Один историк, рассказывая о Первой Мировой войне, замялся, объясняя, почему он считает эту войну началом современности. Он чувствовал, но выразить не мог.
«Современность» для человек не то, что современно ему, а то, что современно тем, кого он лично знал и знает. Сказывается соматичность, телесность человека.
«Прошлое», «настоящая история» — это до деда и бабушки, это после внука и внучек. После них хоть потом. Итого 70 лет туда и обратно. Поскольку продолжительность жизни возрастает, то и все сто, причём по мере старения продолжительность «современности» удлиняется. Вот если нет внуков и детей, то, наоборот, сокращается: у человека одинокого ощущение, что он и есть Ной, что на нём всё заканчивается.
Отсюда, из телесности, всплеск эмоций, когда обнаруживается, что «я знал человека, отец которого знал Пушкина». Пушкин оказывается в горизонте родства. Это Эйдельман очень любил выявлять, это хороший риторический приём вовлечения читателя внутрь истории. И я в юности знал людей, которые общались с Бердяевым, знал и внучку декабриста.

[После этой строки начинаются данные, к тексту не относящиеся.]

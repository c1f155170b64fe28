// Copyright 2025 the Understory Authors
// SPDX-License-Identifier: Apache-2.0 OR MIT

use core::time::Duration;

use criterion::{BatchSize, Criterion, Throughput, black_box, criterion_group, criterion_main};
use kurbo::{Point, Vec2};
use understory_carousel::carousel::Carousel;
use understory_carousel::config::{CarouselConfig, DeckLayout};
use understory_carousel::host::{CooldownToken, FrameHandle, Host, ScrollIntoView};
use understory_carousel::track::Controls;
use understory_carousel::types::{InputEvent, PointerPhase, TouchPhase};

/// Host that only remembers what a real surface would need next frame.
#[derive(Default)]
struct BenchHost {
    offset: f64,
    cooldown: Option<CooldownToken>,
    frames: u64,
}

impl Host for BenchHost {
    fn apply_offset(&mut self, px: f64) {
        self.offset = px;
    }
    fn request_frame_loop(&mut self) -> FrameHandle {
        self.frames += 1;
        FrameHandle::new(self.frames)
    }
    fn cancel_frame_loop(&mut self, _handle: FrameHandle) {}
    fn schedule_cooldown(&mut self, _delay: Duration, token: CooldownToken) {
        self.cooldown = Some(token);
    }
    fn scroll_into_view(&mut self, _options: ScrollIntoView) {}
    fn set_controls(&mut self, _controls: Controls) {}
    fn set_grabbing(&mut self, _grabbing: bool) {}
}

#[derive(Clone)]
struct Rng(u64);

impl Rng {
    fn new(seed: u64) -> Self {
        Self(seed)
    }
    fn next_u64(&mut self) -> u64 {
        let mut x = self.0;
        x ^= x << 13;
        x ^= x >> 7;
        x ^= x << 17;
        self.0 = x;
        x
    }
    fn next_f64(&mut self) -> f64 {
        let v = self.next_u64() >> 11;
        (v as f64) / ((1u64 << 53) as f64)
    }
}

/// Trackpad-like swipes: mostly horizontal with a little vertical jitter.
fn gen_swipe(count: usize) -> Vec<Vec2> {
    let mut rng = Rng::new(0x5EED_CA40_u64);
    (0..count)
        .map(|_| Vec2::new(rng.next_f64() * 24.0 - 4.0, rng.next_f64() * 8.0 - 4.0))
        .collect()
}

fn mounted(slides: usize) -> (Carousel, BenchHost) {
    let mut host = BenchHost::default();
    let layout = DeckLayout::new(slides, 1280.0).with_controls(true, true);
    let carousel = Carousel::mount(layout, CarouselConfig::default(), &mut host).unwrap();
    (carousel, host)
}

fn bench_wheel(c: &mut Criterion) {
    let mut group = c.benchmark_group("wheel");
    for &n in &[64usize, 1024] {
        let deltas = gen_swipe(n);
        group.throughput(Throughput::Elements(n as u64));
        group.bench_function(format!("swipe_n{}", n), |b| {
            b.iter_batched(
                || mounted(16),
                |(mut carousel, mut host)| {
                    for &delta in &deltas {
                        let ev = InputEvent::Wheel { delta };
                        black_box(carousel.handle(&ev, &mut host));
                        // Expire every cooldown right away so each swipe can fire.
                        if let Some(token) = host.cooldown.take() {
                            carousel.on_cooldown_elapsed(token);
                        }
                    }
                    black_box(carousel.current_index())
                },
                BatchSize::SmallInput,
            );
        });
    }
    group.finish();
}

fn bench_drag(c: &mut Criterion) {
    let mut group = c.benchmark_group("drag");
    let moves = 240usize;
    group.throughput(Throughput::Elements(moves as u64));
    group.bench_function("pointer_moves_with_frames", |b| {
        b.iter_batched(
            || mounted(8),
            |(mut carousel, mut host)| {
                let slide = carousel.current_index();
                let down = InputEvent::Pointer {
                    phase: PointerPhase::Down,
                    slide,
                    page: Point::new(640.0, 0.0),
                };
                carousel.handle(&down, &mut host);
                let frame = FrameHandle::new(host.frames);
                for i in 0..moves {
                    let ev = InputEvent::Pointer {
                        phase: PointerPhase::Move,
                        slide,
                        page: Point::new(640.0 - i as f64, 0.0),
                    };
                    carousel.handle(&ev, &mut host);
                    if i % 4 == 0 {
                        black_box(carousel.on_frame(frame, &mut host));
                    }
                }
                let up = InputEvent::Pointer {
                    phase: PointerPhase::Up,
                    slide,
                    page: Point::ZERO,
                };
                carousel.handle(&up, &mut host);
                black_box(host.offset)
            },
            BatchSize::SmallInput,
        );
    });
    group.bench_function("touch_moves", |b| {
        b.iter_batched(
            || mounted(8),
            |(mut carousel, mut host)| {
                let start = [Point::new(320.0, 40.0)];
                carousel.handle(
                    &InputEvent::Touch {
                        phase: TouchPhase::Start,
                        slide: 0,
                        touches: &start,
                    },
                    &mut host,
                );
                for i in 0..moves {
                    let at = [Point::new(320.0 - i as f64, 40.0)];
                    carousel.handle(
                        &InputEvent::Touch {
                            phase: TouchPhase::Move,
                            slide: 0,
                            touches: &at,
                        },
                        &mut host,
                    );
                }
                carousel.handle(
                    &InputEvent::Touch {
                        phase: TouchPhase::End,
                        slide: 0,
                        touches: &[],
                    },
                    &mut host,
                );
                black_box(carousel.current_index())
            },
            BatchSize::SmallInput,
        );
    });
    group.finish();
}

criterion_group!(benches, bench_wheel, bench_drag);
criterion_main!(benches);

Культура есть преодоление этой соматичности — не через отрицание, игнорирование, а через распространение, расширение. Отсюда радостное выявление «первого общего предка» всех людей — около 140 тысяч лет назад. Вся история современна, просто время надо с биологических часов своего тела перевести на часы человечества. Скользко ходить по камешкам иным, о том, что близко, умолчим? Да и палеолит близко! Нельзя молчать, иначе мы утратим единственное, что отличает нас от звёзд на небе и от песка морскаго.